Another thing you'll want to do as a cat using R is assign things to a name so that you can use it later. Think of this as being if you were a chipmunk and you buried a nut in the ground to dig up later. You can assign anything in R to a name, then use it later (in the current R session of course :)).

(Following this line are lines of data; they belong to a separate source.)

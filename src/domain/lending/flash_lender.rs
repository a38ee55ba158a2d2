//! Flash loan protocol between a lending facility and a borrower

use solana_sdk::hash::{hash, Hash};
use solana_sdk::pubkey::Pubkey;

use crate::domain::execution::Ledger;
use crate::shared::errors::{ExecutionError, ExecutionResult};

/// Value a receiver returns from its callback to accept the loan.
pub fn callback_success() -> Hash {
    hash(b"FlashLoanReceiver.executeOperation")
}

/// A loan as seen by the borrower during the callback window
#[derive(Debug, Clone, Copy, PartialEq, Eq)]
pub struct Loan {
    pub lender: Pubkey,
    pub asset: Pubkey,
    pub amount: u64,
    pub fee: u64,
    pub initiator: Pubkey,
}

impl Loan {
    /// Principal plus fee
    pub fn repayment(&self) -> ExecutionResult<u64> {
        self.amount
            .checked_add(self.fee)
            .ok_or(ExecutionError::ArithmeticOverflow)
    }
}

/// Borrower side of the protocol
pub trait FlashLoanReceiver: Send + Sync {
    fn address(&self) -> Pubkey;

    /// Called by the lender after `amount` of `asset` was transferred to the receiver.
    ///
    /// Before returning [`callback_success`] the receiver must have approved the
    /// lender for at least `amount + fee`.
    #[allow(clippy::too_many_arguments)]
    fn execute_operation(
        &self,
        ledger: &mut Ledger,
        caller: &Pubkey,
        asset: &Pubkey,
        amount: u64,
        fee: u64,
        initiator: &Pubkey,
        payload: &[u8],
    ) -> ExecutionResult<Hash>;
}

/// Lender side of the protocol
pub trait FlashLender: Send + Sync {
    fn address(&self) -> Pubkey;

    /// Fee charged for borrowing `amount` of `asset`
    fn flash_fee(&self, asset: &Pubkey, amount: u64) -> ExecutionResult<u64>;

    /// Lend `amount` of `asset` to `receiver` for the duration of its callback and pull
    /// back `amount + fee` afterwards. `initiator` is whoever requested the loan.
    fn flash_loan(
        &self,
        ledger: &mut Ledger,
        initiator: &Pubkey,
        receiver: &dyn FlashLoanReceiver,
        asset: &Pubkey,
        amount: u64,
        payload: &[u8],
    ) -> ExecutionResult<()>;
}
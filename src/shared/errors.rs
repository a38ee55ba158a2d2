//! Error handling for the engine and its collaborators

use solana_sdk::clock::UnixTimestamp;
use solana_sdk::pubkey::Pubkey;
use thiserror::Error;

/// Token ledger errors
#[derive(Error, Debug, Clone, PartialEq, Eq)]
pub enum TokenError {
    #[error("insufficient balance of {token} for {owner}: need {required}, have {available}")]
    InsufficientBalance {
        token: Pubkey,
        owner: Pubkey,
        required: u64,
        available: u64,
    },

    #[error("insufficient allowance of {token} from {owner} to {spender}: need {required}, have {available}")]
    InsufficientAllowance {
        token: Pubkey,
        owner: Pubkey,
        spender: Pubkey,
        required: u64,
        available: u64,
    },

    #[error("balance overflow for {token} held by {owner}")]
    BalanceOverflow { token: Pubkey, owner: Pubkey },
}

/// Venue errors other than slippage and deadline violations
#[derive(Error, Debug, Clone, PartialEq, Eq)]
pub enum VenueError {
    #[error("invalid swap path of length {0}")]
    InvalidPath(usize),

    #[error("no pool for {token_in} -> {token_out}")]
    PairNotFound { token_in: Pubkey, token_out: Pubkey },

    #[error("insufficient input amount")]
    InsufficientInputAmount,

    #[error("insufficient liquidity")]
    InsufficientLiquidity,
}

/// Lending facility errors
#[derive(Error, Debug, Clone, PartialEq, Eq)]
pub enum LendingError {
    #[error("asset {0} is not supported by the lender")]
    UnsupportedAsset(Pubkey),

    #[error("flash loan amount must be positive")]
    ZeroAmount,

    #[error("insufficient liquidity: requested {requested}, available {available}")]
    InsufficientLiquidity { requested: u64, available: u64 },

    #[error("receiver {0} did not acknowledge the flash loan")]
    CallbackRejected(Pubkey),
}

/// Reason a unit of execution failed.
///
/// Every variant is fatal: the runtime reverts all effects of the unit and hands the
/// error back to the caller unchanged.
#[derive(Error, Debug, Clone, PartialEq, Eq)]
pub enum ExecutionError {
    #[error("untrusted lender: callback from {caller}, expected {expected}")]
    UntrustedLender { caller: Pubkey, expected: Pubkey },

    #[error("untrusted initiator: loan initiated by {initiator}, expected {expected}")]
    UntrustedInitiator { initiator: Pubkey, expected: Pubkey },

    #[error("amount out too low: quoted {quoted}, minimum {minimum}")]
    AmountOutTooLow { quoted: u64, minimum: u64 },

    #[error("slippage exceeded: amount out {amount_out} below minimum {amount_out_min}")]
    SlippageExceeded { amount_out: u64, amount_out_min: u64 },

    #[error("deadline {deadline} expired at {now}")]
    DeadlineExpired {
        deadline: UnixTimestamp,
        now: UnixTimestamp,
    },

    #[error("insufficient proceeds: received {received}, required {required}")]
    InsufficientProceeds { received: u64, required: u64 },

    #[error("inconsistent params: borrowed token floor {min_amount_out} below repayment plus surplus {required}")]
    InconsistentParams { min_amount_out: u64, required: u64 },

    #[error("malformed payload: {0}")]
    MalformedPayload(String),

    #[error("arithmetic overflow")]
    ArithmeticOverflow,

    #[error(transparent)]
    Token(#[from] TokenError),

    #[error(transparent)]
    Venue(#[from] VenueError),

    #[error(transparent)]
    Lending(#[from] LendingError),
}

/// Convenient Result alias for anything running inside a unit of execution.
pub type ExecutionResult<T> = Result<T, ExecutionError>;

Assign the number 5 to the name `mynumber`
```{r, collapse=TRUE}
mynumber <- 5
```
Later you can use `mynumber`, like adding it to another number
```{r, collapse=TRUE}
mynumber + 1
```
Sweet!
## <a href="#vectors" name="vectors">#</a> Vectors
Vectors are one of the simplest and common objects in R. Think of a vector like a cat's tail. Some are short. Some are long. But they are are pretty much the same width - that is, they can only contain a single data type. So a vector can only have all `numeric`, all `character`, all `factor`, etc.
But wait, how do we make a vector? The easiest way is to use a function called `c`. So `c(5,6,7)` will create a vector of numbers 5, 6, and 7. Let's try to put a `character` and a `numeric` together.
```{r, collapse=TRUE}
c("hello", 5)
```
Notice how the output of the above converted the 5 to a character type with quotes around the `5` to make it `"5"`, i.e., or an object of type _character_.
But we can happily make a vector of the same type of information, like
```{r, collapse=TRUE}
c(5, 8, 200, 1, 1.5, 0.9)
```
Vectors are handy because they can be combined to make other R objects, such as lists (see [lists](#lists) below), and [data frames](#dataframes).
In addition, you can do something to each part of the vector. Let's say you have a vector of three types of animals:
```{r, collapse=TRUE}
animals <- c("birds", "squirrels", "fish")
```
You can add something to each of them like
```{r, collapse=TRUE}
paste(animals, "are silly")
```
## <a href="#dataframes" name="dataframes">#</a> Data frames
A `data.frame` is one of the most commonly used objects in R. Just think of a `data.frame` like a table, or a spreadsheet, with rows and columns and numbers, text, etc. in the cells. A very special thing about the `data.frame` in R is that it can handle multiple types of data - that is, each column can have a different type. Like in the below table the first column is of `numeric` type, the second a `factor`, and the third `character`.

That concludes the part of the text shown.